Rubik's triangle

Posted on April 8, 2018 by Ilya

Intro

Recently, we were taking a break with a colleague by trying to compute the number of states of Rubik’s cube. After a while, we decided to consider a simpler problem, so Rubik’s triangle was born.

It’s initial state:

   B↑
 1/ \3
A↑ − C↑
   2

You can swap corners along edges 1,2,3. Swapping along 1 leads to

   A↓
  / \
B↓ − C↑

If you then swap along 2:

   A↓
  / \
C↑ − B↓

Note that each time you swap, not only letters (A,B,C) are swapped between corners, but so does the orientation of corners (↑ or ↓). This adds a constraint to imitate constraints that you have in Rubik’s cube.

The goal of the game is to go back to the initial state after many random swaps. Here is your goal:

   B↑
  / \ 
A↑ − C↑

Play it with Haskell

For your pleasure, I’ve coded this game in Haskell. Run it with runhaskell rubik_triangle.hs or compile it ghc rubik_triangle.hs.


```haskell
import System.IO (BufferMode(NoBuffering), stdin, hSetBuffering)
import System.Random (newStdGen, randomRs)
import Data.Char (digitToInt)
import Control.Monad (when)

data Orientation = Up | Down deriving (Eq)
instance Show Orientation where
    show Up   = "↑"
    show Down = "↓"
data Letter = A | B | C deriving (Show, Eq)

data Angle = Angle Orientation Letter deriving (Eq)
instance Show Angle where
    show (Angle o l) = show l ++ show o
data Triangle = Triangle Angle Angle Angle deriving (Eq)
instance Show Triangle where
    show (Triangle a b c) = 
        "    "++show b++"    \n" ++
        "   /"++" "++"\\    \n" ++
        " "++show a++" −"++" "++show c

flipO :: Orientation -> Orientation
flipO Up   = Down
flipO Down = Up

trans :: (Angle, Angle) -> (Angle, Angle)
trans (Angle o1 l1, Angle o2 l2) = (Angle (flipO o1) l2, Angle (flipO o2) l1)

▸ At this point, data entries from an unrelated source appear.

//! Binary error types.

use thiserror::Error;

/// Errors surfaced by the `structurebot` commands.
#[derive(Debug, Error)]
pub enum BotError {
    /// Invalid or missing configuration.
    #[error("configuration error: {0}")]
    Config(String),

    /// Alert model failure.
    #[error(transparent)]
    Core(#[from] structure_core::CoreError),

    /// ESI or Neucore failure.
    #[error(transparent)]
    Esi(#[from] structure_esi::EsiError),

    /// Webhook delivery failure.
    #[error(transparent)]
    Notify(#[from] structure_notify::NotifyError),

    /// IO error.
    #[error("IO error: {0}")]
    Io(#[from] std::io::Error),

    /// Output formatting error.
    #[error("format error: {0}")]
    Format(String),
}

#[cfg(test)]
mod tests {
    use super::*;

    #[test]
    fn bot_error_display_config() {
        let err = BotError::Config("CORPORATION_NAME is required".into());
        assert_eq!(err.to_string(), "configuration error: CORPORATION_NAME is required");
    }

    #[test]
    fn bot_error_is_transparent_for_esi() {
        let err = BotError::from(structure_esi::EsiError::Forbidden {
            path: "/corporations/1/assets/".into(),
        });
        assert_eq!(
            err.to_string(),
            structure_esi::EsiError::Forbidden {
                path: "/corporations/1/assets/".into()
            }
            .to_string()
        );
    }

    #[test]
    fn bot_error_from_io_error() {
        let io_err = std::io::Error::new(std::io::ErrorKind::NotFound, "file not found");
        let err = BotError::from(io_err);
        assert!(matches!(err, BotError::Io(_)));
    }
}
//! structurebot binary entrypoint.

use std::io;
use std::process::ExitCode;
use std::sync::Arc;

use clap::Parser;

use structure_esi::EsiClient;
use structurebot::cli::{Cli, Commands};
use structurebot::commands::{AuditCommand, CheckCommand};
use structurebot::output::OutputFormat;
use structurebot::{BotError, Config, logging};

fn main() -> ExitCode {
    let cli = Cli::parse();

    if let Err(e) = logging::init(cli.debug, cli.log_format) {
        eprintln!("{e}");
        return ExitCode::FAILURE;
    }

    let runtime = match tokio::runtime::Runtime::new() {
        Ok(rt) => rt,
        Err(e) => {
            eprintln!("Failed to create async runtime: {e}");
            return ExitCode::FAILURE;
        }
    };

    match runtime.block_on(run(cli)) {
        Ok(()) => ExitCode::SUCCESS,
        Err(e) => {
            eprintln!("Error: {e}");
            ExitCode::FAILURE
        }
    }
}

async fn run(cli: Cli) -> Result<(), BotError> {
    let config = Config::from_args(&cli)?;
    let client = Arc::new(EsiClient::new(config.esi.clone())?);
    let format = OutputFormat::new(cli.format);
    let mut stdout = io::stdout().lock();

    match cli.command() {
        Commands::Check(args) => {
            let cmd = CheckCommand::new(&config, client);
            cmd.execute(&mut stdout, &format, &args).await?;
        }
        Commands::Audit => {
            let cmd = AuditCommand::new(&config, client);
            cmd.execute(&mut stdout, &format).await?;
        }
    }
    Ok(())
}

#[cfg(test)]
mod tests {
    use super::*;
    use structurebot::cli::{Format, LogFormat};

    #[test]
    fn cli_parses_check() {
        let cli = Cli::parse_from(["structurebot", "check", "--dry-run", "--suppress-fuel-warning"]);
        match cli.command() {
            Commands::Check(args) => {
                assert!(args.dry_run);
                assert!(args.suppress_fuel_warning);
                assert!(!args.suppress_core_state);
            }
            Commands::Audit => panic!("expected check command"),
        }
    }

    #[test]
    fn cli_parses_audit() {
        let cli = Cli::parse_from(["structurebot", "audit"]);
        assert!(matches!(cli.command(), Commands::Audit));
    }

    #[test]
    fn cli_respects_format_flag() {
        let cli = Cli::parse_from(["structurebot", "--format", "json", "audit"]);
        assert_eq!(cli.format, Format::Json);
    }

    #[test]
    fn cli_respects_log_format_flag() {
        let cli = Cli::parse_from(["structurebot", "--log-format", "json", "audit"]);
        assert_eq!(cli.log_format, LogFormat::Json);
    }

    #[test]
    fn cli_respects_threshold_flags() {
        let cli = Cli::parse_from(["structurebot", "--too-soon", "7", "--jumpgate-fuel-warn", "100000", "check"]);
        assert_eq!(cli.thresholds.too_soon, 7);
        assert_eq!(cli.thresholds.jumpgate_fuel_warn, 100_000);
    }

    #[test]
    fn cli_parses_boolish_flags() {
        let cli = Cli::parse_from(["structurebot", "--debug", "--ignore-pos"]);
        assert!(cli.debug);
        assert!(cli.ignore_pos);
    }

    #[tokio::test]
    async fn run_without_corporation_fails() {
        let mut cli = Cli::parse_from(["structurebot", "audit"]);
        cli.corporation = None;
        let result = run(cli).await;
        assert!(matches!(result, Err(BotError::Config(_))));
    }
}
// Rating service: global Elo profiles, one-time legacy merge, transactional updates.

use std::sync::Arc;

use serde::{Deserialize, Serialize};

use crate::db::{Database, RatingProfile, DEFAULT_RATING};
use crate::elo::{self, Outcome};
use crate::metrics;

#[derive(Debug, thiserror::Error)]
pub enum RatingError {
    #[error("a player cannot be rated against themselves: {0}")]
    SamePlayer(String),
    #[error("rating store unavailable: {0}")]
    Database(#[from] sqlx::Error),
}

/// Before/after view of one ranked match.
#[derive(Debug, Clone, PartialEq, Serialize, Deserialize)]
pub struct RatingChange {
    pub home: String,
    pub away: String,
    pub home_before: f64,
    pub away_before: f64,
    pub home_delta: i64,
    pub away_delta: i64,
    pub home_after: f64,
    pub away_after: f64,
}

#[derive(Clone)]
pub struct RatingService {
    db: Arc<Database>,
}

impl RatingService {
    pub fn new(db: Arc<Database>) -> Self {
        Self { db }
    }

    /// Fold any per-scope legacy profiles into the global profile, once.
    ///
    /// The latch is flipped with a conditional update inside the same transaction
    /// that moves the legacy rows, so a concurrent caller either waits on the
    /// write lock and then sees the latch set, or loses the update and skips.
    pub async fn ensure_merged(&self, player_id: &str) -> Result<RatingProfile, RatingError> {
        let mut uow = self.db.begin().await?;
        let profile = Database::get_or_create_rating(&mut uow, player_id).await?;

        if !Database::claim_legacy_merge(&mut uow, player_id).await? {
            uow.commit().await?;
            return Ok(profile);
        }

        let legacy = Database::legacy_ratings(&mut uow, player_id).await?;
        let merged = legacy
            .iter()
            .map(|l| l.rating)
            .fold(DEFAULT_RATING.max(profile.rating), f64::max);
        let (wins, draws, losses) = legacy.iter().fold((0, 0, 0), |(w, d, l), r| {
            (w + r.wins, d + r.draws, l + r.losses)
        });

        Database::absorb_legacy(&mut uow, player_id, merged, wins, draws, losses).await?;
        let removed = Database::delete_legacy_ratings(&mut uow, player_id).await?;
        let merged_profile = Database::get_or_create_rating(&mut uow, player_id).await?;
        uow.commit().await?;

        if removed > 0 {
            tracing::info!(
                player = player_id,
                scopes = removed,
                rating = merged,
                "Merged legacy ratings"
            );
        }
        Ok(merged_profile)
    }

    /// Current global profile, creating it if needed.
    pub async fn profile(&self, player_id: &str) -> Result<RatingProfile, RatingError> {
        self.ensure_merged(player_id).await
    }

    /// Top profiles by rating.
    pub async fn leaderboard(&self, limit: i64) -> Result<Vec<RatingProfile>, RatingError> {
        Ok(self.db.leaderboard(limit.clamp(1, 100)).await?)
    }

    /// Apply a ranked result to both players in one transaction.
    ///
    /// On error nothing is written; the transaction is rolled back when dropped.
    pub async fn apply_result(
        &self,
        home: &str,
        away: &str,
        home_outcome: Outcome,
    ) -> Result<RatingChange, RatingError> {
        if home == away {
            return Err(RatingError::SamePlayer(home.to_string()));
        }

        let result = self.apply_result_inner(home, away, home_outcome).await;
        match &result {
            Ok(change) => {
                metrics::RATING_UPDATES_TOTAL.with_label_values(&["ok"]).inc();
                tracing::info!(
                    home,
                    away,
                    delta = change.home_delta,
                    "Applied rating update"
                );
            }
            Err(e) => {
                metrics::RATING_UPDATES_TOTAL
                    .with_label_values(&["failed"])
                    .inc();
                tracing::error!(home, away, "Rating update rolled back: {e}");
            }
        }
        result
    }

    async fn apply_result_inner(
        &self,
        home: &str,
        away: &str,
        home_outcome: Outcome,
    ) -> Result<RatingChange, RatingError> {
        self.ensure_merged(home).await?;
        self.ensure_merged(away).await?;

        let mut uow = self.db.begin().await?;
        let home_profile = Database::get_or_create_rating(&mut uow, home).await?;
        let away_profile = Database::get_or_create_rating(&mut uow, away).await?;

        let home_delta = elo::rating_delta(home_profile.rating, away_profile.rating, home_outcome);
        let away_delta = -home_delta;

        Database::apply_rating_delta(&mut uow, home, home_delta as f64, home_outcome).await?;
        Database::apply_rating_delta(&mut uow, away, away_delta as f64, home_outcome.flip()).await?;
        uow.commit().await?;

        Ok(RatingChange {
            home: home.to_string(),
            away: away.to_string(),
            home_before: home_profile.rating,
            away_before: away_profile.rating,
            home_delta,
            away_delta,
            home_after: home_profile.rating + home_delta as f64,
            away_after: away_profile.rating + away_delta as f64,
        })
    }
}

transition :: Int -> Triangle -> Triangle
transition 1 (Triangle a b c) = Triangle a' b' c
    where (a', b') = trans (a, b)
transition 2 (Triangle a c b) = Triangle a' c b'
    where (a', b') = trans (a, b)
transition 3 (Triangle c a b) = Triangle c a' b'
    where (a', b') = trans (a, b)

seqToTransition :: [Int] -> (Triangle -> Triangle)
seqToTransition [] = id
seqToTransition (n:ns)
  | n `elem` [1, 2, 3] = transition n . seqToTransition ns
  | otherwise = error "Bad n"

tr0 = Triangle (Angle Up A) (Angle Up B) (Angle Up C)

loop :: Triangle -> IO ()
loop tr = do
    print tr
    putStrLn "\n"
    when (tr == tr0) $ putStrLn "It is solved!"
    x <- getChar
    putStrLn ("You pressed: " ++ [x])
    if x `elem` ['1', '2', '3']
       then loop $ transition (digitToInt x) tr
       else case x of
              'q'       -> return ()
              'h'       -> do
                  putStrLn helpMsg
                  loop tr
              otherwise -> loop tr

helpMsg = "\n\nPress 1,2,3 to play, q to quit. h to print this message.\n\n"

main :: IO ()
main = do
    hSetBuffering stdin NoBuffering
    putStrLn helpMsg
    putStrLn "Initial solved state state:\n"
    print tr0
    putStrLn "\nMixing it:\n"
    g <- newStdGen
    let moves   = randomRs (1, 3 :: Int) g
        trMixed = seqToTransition (take 40 moves) $ tr0
    loop trMixed

```